Workhop ini diikuti oleh sebanyak 22 Anggota Legislatif (Aleg) terpilih baik di tingkat DPR RI dan DPRD dari berbagai partai dan daerah pemilihan yang berbeda. Workshop dibagi menjadi 4 sesi pembahasan materi yang menampilkan pembicara-pembicara yang juga pakar dalam bidangnya.
Sesi pertama dalam pelatihan ini membahas tema ”Diagnosis dan Kinerja Parlemen: Realitas dan Harapan DPR 2009-2014” dengan pembicara Dr. Ahmad Watik Pratiknya, Direktur Eksekutif The Habibie Center.
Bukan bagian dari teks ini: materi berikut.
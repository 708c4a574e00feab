//! Angle-likelihood scoring and streak accumulation.
//!
//! A single spread estimate is shared across all candidates per sample:
//! the standard deviation of the candidates' deviation angles, clamped to
//! configured variance bounds so one sample can never produce a
//! degenerate (zero or huge) distribution.

use statrs::distribution::{Continuous, Normal};
use tracing::warn;

use reach_core::{GoalArena, ProbabilityConfig};

/// Turns per-goal deviation angles into normalized streak probabilities.
#[derive(Debug, Clone)]
pub struct ProbabilityEvaluator {
    min_sd: f64,
    max_sd: f64,
    distance_weight: f64,
    floor: f64,
}

impl ProbabilityEvaluator {
    pub fn new(config: &ProbabilityConfig) -> Self {
        Self {
            min_sd: config.effective_min_variance().sqrt(),
            max_sd: config.effective_max_variance().sqrt(),
            distance_weight: config.effective_distance_weight(),
            floor: config.effective_probability_floor(),
        }
    }

    /// Score every candidate goal in place and return the uncategorized
    /// probability mass in [0, 1].
    ///
    /// Steps: shared spread estimate, per-goal normal likelihood folded
    /// through the streak rule, optional distance discount, then
    /// normalization by `max(1, Σ)` so the candidates sum to at most 1.
    pub fn update(&self, goals: &mut GoalArena) -> f64 {
        let angles: Vec<f64> = goals.candidates().map(|g| g.angle).collect();
        if angles.is_empty() {
            return 1.0;
        }

        let sd = angle_spread(&angles, self.min_sd, self.max_sd);
        let normal = match Normal::new(0.0, sd) {
            Ok(normal) => normal,
            Err(error) => {
                // Unreachable with clamped bounds; fail closed if it happens.
                warn!(%error, sd, "degenerate angle distribution");
                for goal in goals.candidates_mut() {
                    goal.probability = 0.0;
                    goal.sample_count = 0;
                }
                return 1.0;
            }
        };

        for goal in goals.candidates_mut() {
            let p_angle = normal.pdf(goal.angle);
            let p_angle = if p_angle.is_finite() { p_angle } else { 0.0 };
            goal.apply_angle_probability(p_angle, self.floor);

            if self.distance_weight > 0.0 {
                goal.scale_probability(1.0 + self.distance_weight * goal.distance);
            }
        }

        let total: f64 = goals.candidates().map(|g| g.probability).sum();
        let divisor = total.max(1.0);
        for goal in goals.candidates_mut() {
            goal.scale_probability(divisor);
        }

        (1.0 - total / divisor).max(0.0)
    }
}

/// Population standard deviation of the angles, clamped to [min_sd, max_sd].
fn angle_spread(angles: &[f64], min_sd: f64, max_sd: f64) -> f64 {
    let n = angles.len() as f64;
    let mean = angles.iter().sum::<f64>() / n;
    let variance = angles.iter().map(|a| (a - mean).powi(2)).sum::<f64>() / n;
    let sd = variance.sqrt();
    if !sd.is_finite() {
        return min_sd;
    }
    sd.clamp(min_sd, max_sd)
}
//! Configuration errors.

/// Errors raised while loading or validating a [`crate::config::ReachConfig`].
#[derive(Debug, thiserror::Error)]
pub enum ConfigError {
    #[error("Failed to read config file '{path}': {source}")]
    Read {
        path: String,
        #[source]
        source: std::io::Error,
    },

    #[error("Failed to parse config: {0}")]
    Parse(#[from] toml::de::Error),

    #[error("Smoothing window must be at least 1, got {window}")]
    InvalidWindow { window: usize },

    #[error("Smoothing alpha must lie in (0, 1), got {alpha}")]
    InvalidAlpha { alpha: f64 },

    #[error("Variance bounds must satisfy 0 < min <= max, got [{min}, {max}]")]
    InvalidVarianceBounds { min: f64, max: f64 },

    #[error("Queue capacity must be at least 1")]
    InvalidQueueCapacity,
}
Pada sesi kedua R. Siti Zuhro, Manager Riset The Habibie Center dan juga peneliti dari LIPI, mengangkat tema “Isu Strategis Perempuan DPR Periode 2009-2014”. Sesi ketiga menghadirkan Topo Santoso, dosen Fakultas Hukum Universitas Indonesia yang membahas tema “Korupsi: Definisi Praktek, dan Penanganannya”. Kegiatan akhir dari kegiatan ini, yakni pada sesi keempat, Sri Budi Eko Wardhani yang menjabat sebagai Direktur Eksekutif Pusat Kajian Politik UI dan Elprisdat, Director of National Press Club of Indonesia menghantarkan tema “Action Plan: Pentingnya Jejaring antaranggota DPR dan Pihak Eksternal”.
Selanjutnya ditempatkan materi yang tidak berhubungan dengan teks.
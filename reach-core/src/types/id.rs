//! Goal identifier newtype.

use serde::{Deserialize, Serialize};

/// Identifier of a candidate goal, unique within a run.
///
/// Ids come from the goal table and need not be contiguous.
#[derive(
    Debug, Clone, Copy, PartialEq, Eq, Hash, PartialOrd, Ord, Serialize, Deserialize,
)]
pub struct GoalId(pub u32);

impl GoalId {
    /// Get the inner id.
    pub fn inner(self) -> u32 {
        self.0
    }
}

impl From<u32> for GoalId {
    fn from(id: u32) -> Self {
        Self(id)
    }
}

impl std::fmt::Display for GoalId {
    fn fmt(&self, f: &mut std::fmt::Formatter<'_>) -> std::fmt::Result {
        write!(f, "{}", self.0)
    }
}
//! Candidate goals and their per-sample prediction state.

use serde::{Deserialize, Serialize};

use crate::constants::DISTANCE_SENTINEL;

use super::{GoalId, GoalReport, Vec3};

/// Per-axis cubic trajectory model and its derivative.
///
/// Coefficients are highest degree first: `position[axis]` holds
/// `[a3, a2, a1, a0]` and `derivative[axis]` holds `[3*a3, 2*a2, a1]`.
#[derive(Debug, Clone, Copy, PartialEq, Serialize, Deserialize)]
pub struct CubicModel {
    pub position: [[f64; 4]; 3],
    pub derivative: [[f64; 3]; 3],
}

impl CubicModel {
    /// Fit a cubic from `start` toward `goal`.
    ///
    /// Boundary conditions: position `start` and derivative `start_direction`
    /// at s = 0, and a Hermite-style endpoint blend that lands the curve on
    /// `goal` at s = 1.
    pub fn fit(start: Vec3, start_direction: Vec3, goal: Vec3) -> Self {
        let a0 = start;
        let a1 = start_direction;
        let a2 = 1.5 * goal - 1.5 * a0 - 1.5 * a1;
        let a3 = -0.5 * goal + 0.5 * a0 + 0.5 * a1;

        let mut position = [[0.0; 4]; 3];
        let mut derivative = [[0.0; 3]; 3];
        for axis in 0..3 {
            position[axis] = [a3[axis], a2[axis], a1[axis], a0[axis]];
            derivative[axis] = [3.0 * a3[axis], 2.0 * a2[axis], a1[axis]];
        }
        Self {
            position,
            derivative,
        }
    }

    /// Evaluate the trajectory at progression `s`.
    pub fn point_at(&self, s: f64) -> Vec3 {
        Vec3::new(
            polyval(&self.position[0], s),
            polyval(&self.position[1], s),
            polyval(&self.position[2], s),
        )
    }

    /// Evaluate the (unnormalized) tangent at progression `s`.
    pub fn tangent_at(&self, s: f64) -> Vec3 {
        Vec3::new(
            polyval(&self.derivative[0], s),
            polyval(&self.derivative[1], s),
            polyval(&self.derivative[2], s),
        )
    }
}

/// Horner evaluation, coefficients highest degree first.
fn polyval(coefficients: &[f64], s: f64) -> f64 {
    coefficients.iter().fold(0.0, |acc, c| acc * s + c)
}

/// A candidate target the hand may be moving toward.
///
/// The position is immutable for the run; everything else is recomputed
/// by the predictor and evaluator on every accepted sample.
#[derive(Debug, Clone, PartialEq, Serialize, Deserialize)]
pub struct Goal {
    pub id: GoalId,
    pub position: Vec3,

    // prediction state
    pub distance: f64,
    pub previous_distance: f64,
    pub trajectory: Option<CubicModel>,
    pub progression_point: Option<Vec3>,
    pub tangent_direction: Option<Vec3>,
    pub angle: f64,
    pub moving_towards: bool,

    // probability state; `probability == 0.0` iff `sample_count == 0`
    pub probability: f64,
    pub sample_count: u32,
}

impl Goal {
    pub fn new(id: GoalId, position: Vec3) -> Self {
        Self {
            id,
            position,
            distance: DISTANCE_SENTINEL,
            previous_distance: DISTANCE_SENTINEL,
            trajectory: None,
            progression_point: None,
            tangent_direction: None,
            angle: std::f64::consts::PI,
            moving_towards: false,
            probability: 0.0,
            sample_count: 0,
        }
    }

    /// Update the distance pair from the current hand position.
    pub fn set_distance(&mut self, current: Vec3) {
        self.previous_distance = self.distance;
        self.distance = (current - self.position).norm();
    }

    /// Fold one angle likelihood into the accumulated streak probability.
    ///
    /// Three-way rule: an implausible or receding sample resets the streak,
    /// a plausible sample on an empty streak begins it, and anything else
    /// multiplies into the running product.
    pub fn apply_angle_probability(&mut self, angle_probability: f64, floor: f64) {
        if angle_probability < floor || !self.moving_towards {
            self.probability = 0.0;
            self.sample_count = 0;
        } else if self.probability < floor {
            self.probability = angle_probability;
            self.sample_count = 1;
        } else {
            self.probability *= angle_probability;
            self.sample_count += 1;
        }
    }

    /// Divide the accumulated probability by `divisor`.
    pub fn scale_probability(&mut self, divisor: f64) {
        self.probability /= divisor;
    }

    /// Snapshot this goal for the per-sample result record.
    pub fn report(&self) -> GoalReport {
        GoalReport {
            position: self.position,
            probability: to_percent(self.probability),
            distance: self.distance,
            sample_count: self.sample_count,
        }
    }
}

/// Convert a [0, 1] probability to the 0-100 output scale, 2 decimals.
pub fn to_percent(probability: f64) -> f64 {
    (probability * 100.0 * 100.0).round() / 100.0
}

#[cfg(test)]
mod tests {
    use super::*;

    const TOL: f64 = 1e-9;

    #[test]
    fn cubic_hits_boundary_conditions() {
        let start = Vec3::new(0.1, -0.2, 0.3);
        let direction = Vec3::new(1.0, 0.0, 0.0);
        let goal = Vec3::new(2.0, 1.0, 0.0);
        let model = CubicModel::fit(start, direction, goal);

        assert!((model.point_at(0.0) - start).norm() < TOL);
        assert!((model.tangent_at(0.0) - direction).norm() < TOL);
        // The endpoint blend lands the curve exactly on the goal at s = 1.
        assert!((model.point_at(1.0) - goal).norm() < TOL);
    }

    #[test]
    fn derivative_matches_position_coefficients() {
        let model = CubicModel::fit(
            Vec3::new(0.0, 0.0, 0.0),
            Vec3::new(0.0, 1.0, 0.0),
            Vec3::new(1.0, 1.0, 1.0),
        );
        for axis in 0..3 {
            let [a3, a2, a1, _] = model.position[axis];
            assert!((model.derivative[axis][0] - 3.0 * a3).abs() < TOL);
            assert!((model.derivative[axis][1] - 2.0 * a2).abs() < TOL);
            assert!((model.derivative[axis][2] - a1).abs() < TOL);
        }
    }

    #[test]
    fn streak_resets_on_receding_hand() {
        let mut goal = Goal::new(GoalId(1), Vec3::new(1.0, 0.0, 0.0));
        goal.moving_towards = true;
        goal.apply_angle_probability(0.8, 0.001);
        goal.apply_angle_probability(0.8, 0.001);
        assert_eq!(goal.sample_count, 2);
        assert!((goal.probability - 0.64).abs() < TOL);

        goal.moving_towards = false;
        goal.apply_angle_probability(0.9, 0.001);
        assert_eq!(goal.sample_count, 0);
        assert_eq!(goal.probability, 0.0);
    }

    #[test]
    fn streak_resets_on_subfloor_likelihood() {
        let mut goal = Goal::new(GoalId(1), Vec3::new(1.0, 0.0, 0.0));
        goal.moving_towards = true;
        goal.apply_angle_probability(0.5, 0.001);
        assert_eq!(goal.sample_count, 1);

        goal.apply_angle_probability(0.0005, 0.001);
        assert_eq!(goal.sample_count, 0);
        assert_eq!(goal.probability, 0.0);
    }

    #[test]
    fn probability_and_count_stay_in_lockstep() {
        let mut goal = Goal::new(GoalId(1), Vec3::new(1.0, 0.0, 0.0));
        for plausible in [true, true, false, true] {
            goal.moving_towards = plausible;
            goal.apply_angle_probability(0.7, 0.001);
            assert_eq!(goal.probability == 0.0, goal.sample_count == 0);
        }
    }

    #[test]
    fn percent_scale_rounds_to_two_decimals() {
        assert!((to_percent(0.123456) - 12.35).abs() < TOL);
        assert_eq!(to_percent(0.0), 0.0);
        assert_eq!(to_percent(1.0), 100.0);
    }
}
Diharapkan pemaparan materi dan pembahasan intensif yang dilakukan selama dua hari ini dapat membantu para Anggota Legislatif perempuan terpilih menentukan agenda strategis yang dapat diperjuangkan bersama, memperkuat jaringan dengan pihak-pihak yang mempunyai concern yang sama, dan dapat secara bersama membangun kesadaran yang kolektif untuk mewujudkan DPR yang bersih.